It’s an era of firsts, and Sunday, I did a couple things I have never done before.
1. I pruned a lemon tree.
2. I climbed the lemon tree in our backyard.
If these seem like trivial feats, let me tell you about our lemon tree: Thorns that seem to be made out of steel stick more than an inch out of the bark. They hurt just to look at. It’s an ornery old tree with gnarled limbs and thick-skinned fruit that Eva Gustavson, the opera star who lived here for more than 50 years, dubbed “stingy.” It’s also our biggest tree, and it’s kind of what the French call “beautiful ugly.” We have never seriously trimmed it in the three years we have owned this property.
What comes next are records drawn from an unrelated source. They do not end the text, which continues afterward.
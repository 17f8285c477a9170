// region:    --- Imports
use crate::auction::{Auction, AuctionFilter, AuctionStatus, AuctionStore, NewAuction};
use crate::config::AuctionSettings;
use crate::error::{AppError, ValidationError};
use crate::user::{User, UserStore};
use axum::extract::rejection::{JsonRejection, QueryRejection};
use axum::extract::{Path, Query, State};
use axum::http::StatusCode;
use axum::response::IntoResponse;
use axum::routing::get;
use axum::{Json, Router};
use serde::Deserialize;
use std::sync::Arc;
use tower_http::cors::{Any, CorsLayer};
use tracing::info;

// endregion: --- Imports

// region:    --- App State
#[derive(Clone)]
pub struct AppState {
    pub auctions: Arc<dyn AuctionStore>,
    pub users: Arc<dyn UserStore>,
    pub settings: AuctionSettings,
}

/// 라우터 설정
pub fn routes(state: AppState) -> Router {
    // 테스트 페이지를 위한 cors 설정
    let cors = CorsLayer::new()
        .allow_origin(Any)
        .allow_methods(Any)
        .allow_headers(Any);

    Router::new()
        .route("/auction", get(handle_find_auctions).post(handle_create_auction))
        .route("/auction/:id", get(handle_get_auction))
        .route("/user/:id", get(handle_get_user))
        .layer(cors)
        .with_state(state)
}

// endregion: --- App State

// region:    --- Command Handlers

/// 경매 생성 요청 처리
pub async fn handle_create_auction(
    State(state): State<AppState>,
    payload: Result<Json<NewAuction>, JsonRejection>,
) -> Result<impl IntoResponse, AppError> {
    let Json(request) = payload?;
    info!("{:<12} --> 경매 생성 요청: {:?}", "Command", request);

    let auction = request.into_auction(&state.settings)?;
    state.auctions.create(&auction).await?;

    Ok((StatusCode::CREATED, Json(auction)))
}

// endregion: --- Command Handlers

// region:    --- Query Handlers

/// 경매 목록 조회 조건
#[derive(Debug, Default, Deserialize)]
pub struct AuctionQuery {
    #[serde(default)]
    pub status: i16,
    pub category: Option<String>,
    #[serde(alias = "productName")]
    pub product_name: Option<String>,
}

impl TryFrom<AuctionQuery> for AuctionFilter {
    type Error = ValidationError;

    fn try_from(query: AuctionQuery) -> Result<Self, Self::Error> {
        let non_empty = |value: Option<String>| value.filter(|value| !value.trim().is_empty());
        Ok(AuctionFilter {
            status: AuctionStatus::try_from(query.status)?,
            category: non_empty(query.category),
            product_name: non_empty(query.product_name),
        })
    }
}

/// 경매 목록 조회
pub async fn handle_find_auctions(
    State(state): State<AppState>,
    query: Result<Query<AuctionQuery>, QueryRejection>,
) -> Result<Json<Vec<Auction>>, AppError> {
    let Query(query) = query?;
    info!("{:<12} --> 경매 목록 조회: {:?}", "HandlerQuery", query);
    let filter = AuctionFilter::try_from(query)?;
    Ok(Json(state.auctions.find_by_filter(&filter).await?))
}

/// 경매 조회
pub async fn handle_get_auction(
    State(state): State<AppState>,
    Path(auction_id): Path<String>,
) -> Result<Json<Auction>, AppError> {
    info!("{:<12} --> 경매 조회 id: {}", "HandlerQuery", auction_id);
    Ok(Json(state.auctions.find_by_id(&auction_id).await?))
}

/// 사용자 조회
pub async fn handle_get_user(
    State(state): State<AppState>,
    Path(user_id): Path<String>,
) -> Result<Json<User>, AppError> {
    info!("{:<12} --> 사용자 조회 id: {}", "HandlerQuery", user_id);
    Ok(Json(state.users.find_user_by_id(&user_id).await?))
}

// endregion: --- Query Handlers

#[cfg(test)]
mod tests {
    use super::*;

    #[test]
    fn test_query_into_filter() {
        let filter = AuctionFilter::try_from(AuctionQuery {
            status: 1,
            category: Some("Music".to_string()),
            product_name: Some("  ".to_string()),
        })
        .unwrap();
        assert_eq!(filter.status, AuctionStatus::Completed);
        assert_eq!(filter.category.as_deref(), Some("Music"));
        assert_eq!(filter.product_name, None);

        assert!(AuctionFilter::try_from(AuctionQuery {
            status: 7,
            ..AuctionQuery::default()
        })
        .is_err());
    }
}
// region:    --- Imports
use super::queries;
use super::DatabaseManager;
use crate::error::StoreError;
use crate::user::{User, UserStore};
use async_trait::async_trait;
use std::sync::Arc;
use tracing::info;

// endregion: --- Imports

// region:    --- Postgres User Store
pub struct PgUserStore {
    db_manager: Arc<DatabaseManager>,
}

impl PgUserStore {
    pub fn new(db_manager: Arc<DatabaseManager>) -> Self {
        Self { db_manager }
    }
}

#[async_trait]
impl UserStore for PgUserStore {
    async fn find_user_by_id(&self, id: &str) -> Result<User, StoreError> {
        info!("{:<12} --> 사용자 조회 id: {}", "Store", id);
        sqlx::query_as::<_, User>(queries::GET_USER)
            .bind(id)
            .fetch_optional(self.db_manager.pool())
            .await?
            .ok_or_else(|| StoreError::user_not_found(id))
    }
}

// endregion: --- Postgres User Store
So Sunday, I went to town. The tree’s canopy was thick with dead branches that were so dry I could snap them off. Old lemons were rotting on the branch, and some of the leaves had black and white blight. I’m the kind of person that when I start a job, I go deep, so I literally got into that tree. Along with the decay, there were also green shoots and pink and ivory flowers. It smelled delicious. I snapped twigs and clipped branches and knocked moldy fruit down. By the end, my arms were scratched and bleeding and my foot, still recovering from its summer injury, ached.
But the tree looked liberated. No longer crabbed and cranky but open and green and full of light.
No this is not a metaphor. People are not branches. But we live in unprecedented times, and should celebrate noble firsts.